Data Engineer

tavant

Hyderabad 7 Years Exp Posted 1d ago

Lakehouse Architecture & Engineering

Design and implement scalable end-to-end Lakehouse solutions using Azure, Databricks, Python, and PySpark.
Develop enterprise-grade data pipelines sourcing data from ERP, CRM, and field-device/on-field operational applications.
Implement Medallion Architecture (Bronze, Silver, Gold) with focus on scalability, governance, and maintainability.
Design robust Silver Layer semantic data models aligned with enterprise common data models.

Metadata & Semantic Layer Engineering

Develop and maintain semantic data layers including:
- Data Catalogs
- Data Dictionaries
- Business Glossaries
Implement metadata-driven transformation and engineering frameworks.
Manage metadata lifecycle, lineage, and governance processes.
Handle schema drift and schema evolution through regenerative metadata and automated data dictionary approaches.

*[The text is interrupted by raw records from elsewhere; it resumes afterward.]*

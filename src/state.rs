use std::sync::Arc;

use sqlx::SqlitePool;
use tracing::info;

use crate::catalog;
use crate::config::AppConfig;
use crate::db;
use crate::nutrition::matching::FoodIndex;

#[derive(Clone)]
pub struct AppState {
    pub db: SqlitePool,
    pub foods: Arc<FoodIndex>,
}

impl AppState {
    /// Connects, migrates, seeds the catalog and builds the search index.
    pub async fn init(config: &AppConfig) -> anyhow::Result<Self> {
        let db = db::connect(&config.database_url).await?;
        db::migrate(&db).await?;
        catalog::ensure_loaded(&db, &config.catalog).await?;

        let foods = FoodIndex::new(catalog::repo::list_names(&db).await?);
        info!(foods = foods.len(), "food index ready");

        Ok(Self::from_parts(db, Arc::new(foods)))
    }

    pub fn from_parts(db: SqlitePool, foods: Arc<FoodIndex>) -> Self {
        Self { db, foods }
    }
}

AI-Driven Automation & Productivity Engineering

Design AI-assisted solutions for extracting and generating metadata, data dictionaries, and semantic mappings using:
- Source datasets
- Application code
- Defined business rules
Develop Databricks-based automation frameworks capable of dynamically generating transformation notebooks using metadata definitions.
Leverage AI capabilities to improve engineering productivity, automation, governance, and operational efficiency.
Continuously explore and adopt emerging Azure and Databricks AI capabilities.

Data Processing, Modeling & Optimization

Develop scalable data transformations, functions, procedures, and reusable business computation logic.
Build curated aggregates, summaries, snapshots, and analytics-ready datasets for downstream consumption.
Optimize distributed processing workloads for:
- Performance
- Scalability
- Cost efficiency
Implement data quality frameworks including validation, reconciliation, observability, and governance controls.

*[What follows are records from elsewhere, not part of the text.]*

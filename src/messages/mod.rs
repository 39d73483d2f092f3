pub mod dto;
pub mod handlers;
pub mod repo;

use crate::state::AppState;
use axum::Router;

pub fn router() -> Router<AppState> {
    Router::new().merge(handlers::history_routes())
}
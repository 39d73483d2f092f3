pub mod app;
pub mod catalog;
pub mod client;
pub mod config;
pub mod db;
pub mod error;
pub mod messages;
pub mod nutrition;
pub mod state;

Self-Service BI & Consumption Enablement

Enable governed Self-Service BI capabilities using Databricks Genie/API/embed tools.
Securely expose semantic/silver-layer datasets to business and functional stakeholders.
Capture and analyze usage telemetry/logs to continuously enhance data platform usability and adoption.

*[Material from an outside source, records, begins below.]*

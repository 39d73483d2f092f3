use std::sync::atomic::{AtomicU64, Ordering};
use std::sync::{Arc, Mutex, MutexGuard, PoisonError};

use tracing::{debug, warn};

use super::protocol::NutritionQuery;
use super::transport::NutritionTransport;

pub const GREETING: &str = "Hi! Ask food (chicken 150g)";
pub const NETWORK_ERROR_TEXT: &str = "Network/server error";

#[derive(Debug, Clone, Copy, PartialEq, Eq)]
pub enum Role {
    User,
    Bot,
}

#[derive(Debug, Clone, PartialEq, Eq)]
pub struct ChatEntry {
    pub role: Role,
    pub text: String,
}

/// Where appended entries are displayed.
pub trait ChatSurface: Send + Sync {
    fn show(&self, entry: &ChatEntry);
}

/// Append-only conversation log, shared by every in-flight lookup.
#[derive(Clone, Default)]
pub struct ChatLog {
    entries: Arc<Mutex<Vec<ChatEntry>>>,
    surface: Option<Arc<dyn ChatSurface>>,
}

impl ChatLog {
    pub fn new() -> Self {
        Self::default()
    }

    pub fn with_surface(surface: Arc<dyn ChatSurface>) -> Self {
        Self {
            entries: Arc::default(),
            surface: Some(surface),
        }
    }

    fn lock(&self) -> MutexGuard<'_, Vec<ChatEntry>> {
        self.entries.lock().unwrap_or_else(PoisonError::into_inner)
    }

    pub fn append(&self, role: Role, text: impl Into<String>) -> ChatEntry {
        let entry = ChatEntry {
            role,
            text: text.into(),
        };
        let mut entries = self.lock();
        entries.push(entry.clone());
        if let Some(surface) = &self.surface {
            surface.show(&entry);
        }
        entry
    }

    pub fn entries(&self) -> Vec<ChatEntry> {
        self.lock().clone()
    }

    pub fn len(&self) -> usize {
        self.lock().len()
    }

    pub fn is_empty(&self) -> bool {
        self.lock().is_empty()
    }
}

/// The two inputs of the chat form.
#[derive(Debug, Clone, Default, PartialEq, Eq)]
pub struct ChatForm {
    pub query: String,
    pub weight: String,
}

impl ChatForm {
    pub fn new(query: impl Into<String>, weight: impl Into<String>) -> Self {
        Self {
            query: query.into(),
            weight: weight.into(),
        }
    }

    /// Terminal input: `<food>` or `<food> | <grams>`.
    pub fn from_line(line: &str) -> Self {
        match line.split_once('|') {
            Some((query, weight)) => Self::new(query, weight),
            None => Self::new(line, ""),
        }
    }

    fn clear(&mut self) {
        self.query.clear();
        self.weight.clear();
    }
}

/// Chat front-end for the nutrition service. Each accepted submission
/// becomes an independent [`Lookup`]; lookups are never cancelled or
/// deduplicated, so replies land in the log in the order they resolve.
pub struct NutritionChatClient {
    transport: Arc<dyn NutritionTransport>,
    log: ChatLog,
    next_seq: AtomicU64,
}

impl NutritionChatClient {
    /// Starts a session; the log opens with the greeting.
    pub fn new(transport: Arc<dyn NutritionTransport>, log: ChatLog) -> Self {
        log.append(Role::Bot, GREETING);
        Self {
            transport,
            log,
            next_seq: AtomicU64::new(1),
        }
    }

    pub fn log(&self) -> &ChatLog {
        &self.log
    }

    /// Accepts the form: echoes the user line, clears both inputs and
    /// returns the pending lookup. An empty query is ignored and leaves the
    /// form as it was.
    pub fn begin(&self, form: &mut ChatForm) -> Option<Lookup> {
        let query = form.query.trim();
        let weight = form.weight.trim();
        if query.is_empty() {
            return None;
        }

        let echo = if weight.is_empty() {
            query.to_string()
        } else {
            format!("{} {}g", query, weight)
        };
        let request = NutritionQuery::new(query, weight);
        self.log.append(Role::User, echo);
        form.clear();

        let seq = self.next_seq.fetch_add(1, Ordering::Relaxed);
        debug!(seq, query = %request.query, "lookup pending");
        Some(Lookup {
            seq,
            request,
            transport: Arc::clone(&self.transport),
            log: self.log.clone(),
        })
    }

    /// `begin` followed by `run`. Returns whether the form was accepted.
    pub async fn submit(&self, form: &mut ChatForm) -> bool {
        match self.begin(form) {
            Some(lookup) => {
                lookup.run().await;
                true
            }
            None => false,
        }
    }
}

/// One submitted query awaiting its reply.
pub struct Lookup {
    seq: u64,
    request: NutritionQuery,
    transport: Arc<dyn NutritionTransport>,
    log: ChatLog,
}

impl Lookup {
    pub fn seq(&self) -> u64 {
        self.seq
    }

    pub fn request(&self) -> &NutritionQuery {
        &self.request
    }

    /// Resolves the lookup into exactly one bot entry. Failures end here.
    pub async fn run(self) -> ChatEntry {
        let text = match self.transport.lookup(&self.request).await {
            Ok(reply) => reply.render(),
            Err(e) => {
                warn!(seq = self.seq, error = %e, "lookup failed");
                NETWORK_ERROR_TEXT.to_string()
            }
        };
        debug!(seq = self.seq, "lookup resolved");
        self.log.append(Role::Bot, text)
    }
}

Required Skills & Expertise

Core Technical Skills

Strong expertise in:
- SQL
- Data Modeling
- Python
- PySpark
- Azure
- Databricks
Strong understanding of:
- Medallion Architecture
- Lakehouse Architecture
- Metadata-driven engineering
- Distributed data processing
- Semantic data layers
Experience integrating data from:
- ERP systems
- CRM platforms
- Field-device / operational applications
Experience with Databricks system tables and platform observability.

AI & Advanced Engineering Capabilities

Exposure to AI/ML-enabled data engineering solutions.
Experience leveraging AI capabilities for engineering productivity and automation.
- Understanding of metadata automation and AI-assisted semantic enrichment approaches preferred.